Which lines in the records below contain the word "ports"? Copy each one out.

************

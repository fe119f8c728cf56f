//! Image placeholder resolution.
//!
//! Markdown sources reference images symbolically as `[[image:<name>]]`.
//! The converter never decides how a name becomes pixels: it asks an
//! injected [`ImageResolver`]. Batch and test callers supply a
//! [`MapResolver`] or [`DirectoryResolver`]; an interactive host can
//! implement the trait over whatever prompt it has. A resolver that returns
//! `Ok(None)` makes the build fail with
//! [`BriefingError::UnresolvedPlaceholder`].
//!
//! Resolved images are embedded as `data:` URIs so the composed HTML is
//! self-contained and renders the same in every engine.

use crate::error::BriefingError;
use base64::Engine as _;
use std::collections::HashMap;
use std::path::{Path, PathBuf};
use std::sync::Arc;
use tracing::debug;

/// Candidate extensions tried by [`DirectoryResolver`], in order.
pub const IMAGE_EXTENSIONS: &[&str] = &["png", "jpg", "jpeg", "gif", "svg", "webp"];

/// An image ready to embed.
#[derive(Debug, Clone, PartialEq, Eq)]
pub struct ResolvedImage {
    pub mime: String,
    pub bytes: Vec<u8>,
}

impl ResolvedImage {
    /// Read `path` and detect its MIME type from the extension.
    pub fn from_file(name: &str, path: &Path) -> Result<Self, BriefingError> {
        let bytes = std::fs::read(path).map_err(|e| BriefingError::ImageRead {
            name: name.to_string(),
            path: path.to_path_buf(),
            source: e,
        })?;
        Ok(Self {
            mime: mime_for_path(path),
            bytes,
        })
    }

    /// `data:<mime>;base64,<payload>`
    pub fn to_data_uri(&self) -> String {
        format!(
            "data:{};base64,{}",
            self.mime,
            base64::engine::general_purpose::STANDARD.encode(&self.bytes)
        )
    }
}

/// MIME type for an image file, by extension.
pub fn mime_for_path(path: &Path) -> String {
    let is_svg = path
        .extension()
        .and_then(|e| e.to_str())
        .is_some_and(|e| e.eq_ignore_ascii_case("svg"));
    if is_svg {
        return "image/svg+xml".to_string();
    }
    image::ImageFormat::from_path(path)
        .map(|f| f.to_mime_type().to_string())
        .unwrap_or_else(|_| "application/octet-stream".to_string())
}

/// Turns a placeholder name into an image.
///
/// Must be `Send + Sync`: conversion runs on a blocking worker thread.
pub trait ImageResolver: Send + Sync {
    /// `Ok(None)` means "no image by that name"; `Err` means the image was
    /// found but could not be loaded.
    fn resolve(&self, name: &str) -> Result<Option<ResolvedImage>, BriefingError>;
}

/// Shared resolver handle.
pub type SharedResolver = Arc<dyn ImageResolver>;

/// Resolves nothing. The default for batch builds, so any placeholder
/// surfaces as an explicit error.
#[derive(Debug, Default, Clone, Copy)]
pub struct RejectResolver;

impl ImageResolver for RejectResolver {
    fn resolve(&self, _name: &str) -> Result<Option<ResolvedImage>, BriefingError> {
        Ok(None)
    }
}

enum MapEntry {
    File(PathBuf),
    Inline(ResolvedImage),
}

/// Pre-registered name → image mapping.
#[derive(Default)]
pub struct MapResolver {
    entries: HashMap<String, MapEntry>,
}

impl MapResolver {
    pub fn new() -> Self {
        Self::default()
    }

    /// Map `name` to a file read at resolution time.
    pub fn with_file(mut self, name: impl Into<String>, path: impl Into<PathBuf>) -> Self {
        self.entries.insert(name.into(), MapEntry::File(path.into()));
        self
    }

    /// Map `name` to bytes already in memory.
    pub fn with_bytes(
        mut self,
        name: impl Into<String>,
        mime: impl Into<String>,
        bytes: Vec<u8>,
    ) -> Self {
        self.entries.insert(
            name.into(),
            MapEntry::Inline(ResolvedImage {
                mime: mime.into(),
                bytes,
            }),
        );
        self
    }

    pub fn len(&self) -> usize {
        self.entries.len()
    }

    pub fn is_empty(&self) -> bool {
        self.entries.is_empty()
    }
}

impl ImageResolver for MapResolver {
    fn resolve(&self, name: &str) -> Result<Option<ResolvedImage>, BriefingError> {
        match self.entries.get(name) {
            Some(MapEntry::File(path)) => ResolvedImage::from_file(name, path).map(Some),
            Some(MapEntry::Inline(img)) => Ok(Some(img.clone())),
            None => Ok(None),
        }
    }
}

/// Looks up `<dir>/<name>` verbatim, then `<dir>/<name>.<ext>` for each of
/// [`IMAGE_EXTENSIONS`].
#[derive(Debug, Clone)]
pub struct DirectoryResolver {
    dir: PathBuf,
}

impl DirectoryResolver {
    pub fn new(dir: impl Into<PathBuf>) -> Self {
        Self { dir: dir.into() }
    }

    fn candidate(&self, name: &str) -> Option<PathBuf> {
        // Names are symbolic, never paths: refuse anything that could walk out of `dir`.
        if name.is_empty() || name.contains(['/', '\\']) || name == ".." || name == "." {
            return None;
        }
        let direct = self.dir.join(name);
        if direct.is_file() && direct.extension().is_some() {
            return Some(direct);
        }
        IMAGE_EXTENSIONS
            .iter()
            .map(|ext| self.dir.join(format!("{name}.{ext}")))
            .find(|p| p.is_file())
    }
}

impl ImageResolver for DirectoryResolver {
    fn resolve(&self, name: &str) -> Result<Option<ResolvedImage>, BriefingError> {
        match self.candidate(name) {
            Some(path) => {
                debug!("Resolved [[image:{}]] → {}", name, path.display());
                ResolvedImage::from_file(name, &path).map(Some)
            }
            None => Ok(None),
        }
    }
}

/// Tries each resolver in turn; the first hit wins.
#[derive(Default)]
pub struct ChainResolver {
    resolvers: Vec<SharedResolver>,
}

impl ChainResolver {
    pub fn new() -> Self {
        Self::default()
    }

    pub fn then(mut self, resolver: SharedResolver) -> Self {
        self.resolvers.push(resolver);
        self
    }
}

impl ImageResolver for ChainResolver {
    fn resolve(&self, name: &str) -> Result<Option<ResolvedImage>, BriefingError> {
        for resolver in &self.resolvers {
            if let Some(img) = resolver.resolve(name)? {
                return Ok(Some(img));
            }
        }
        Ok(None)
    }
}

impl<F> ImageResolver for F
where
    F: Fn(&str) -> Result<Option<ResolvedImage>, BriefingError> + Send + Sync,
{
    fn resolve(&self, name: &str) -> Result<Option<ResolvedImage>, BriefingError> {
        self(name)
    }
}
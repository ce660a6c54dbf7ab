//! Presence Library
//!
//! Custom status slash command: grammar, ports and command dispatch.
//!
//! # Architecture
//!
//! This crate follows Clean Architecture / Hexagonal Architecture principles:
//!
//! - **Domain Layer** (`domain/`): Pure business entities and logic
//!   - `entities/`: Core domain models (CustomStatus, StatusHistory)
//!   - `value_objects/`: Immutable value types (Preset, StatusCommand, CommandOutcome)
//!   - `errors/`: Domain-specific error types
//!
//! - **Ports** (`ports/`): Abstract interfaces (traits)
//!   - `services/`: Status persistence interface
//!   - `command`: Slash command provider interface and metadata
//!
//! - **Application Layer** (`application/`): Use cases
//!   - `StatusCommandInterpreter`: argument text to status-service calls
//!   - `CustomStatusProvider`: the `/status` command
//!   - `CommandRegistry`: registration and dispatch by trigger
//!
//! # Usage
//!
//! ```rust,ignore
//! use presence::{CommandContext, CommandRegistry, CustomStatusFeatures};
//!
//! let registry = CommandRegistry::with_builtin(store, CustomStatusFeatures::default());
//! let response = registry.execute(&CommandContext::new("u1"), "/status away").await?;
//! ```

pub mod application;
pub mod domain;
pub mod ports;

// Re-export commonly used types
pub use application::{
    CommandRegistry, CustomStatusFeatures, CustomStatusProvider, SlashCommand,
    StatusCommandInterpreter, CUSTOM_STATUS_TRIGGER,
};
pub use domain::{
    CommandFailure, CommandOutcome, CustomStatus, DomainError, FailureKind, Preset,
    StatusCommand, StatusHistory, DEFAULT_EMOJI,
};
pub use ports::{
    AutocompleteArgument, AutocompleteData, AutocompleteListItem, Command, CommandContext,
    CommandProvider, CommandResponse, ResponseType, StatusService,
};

************

§ **Task solution**:
//! Custom status slash command: grammar, ports and command dispatch.
//! - **Ports** (`ports/`): Abstract interfaces (traits)
pub mod ports;
pub use ports::{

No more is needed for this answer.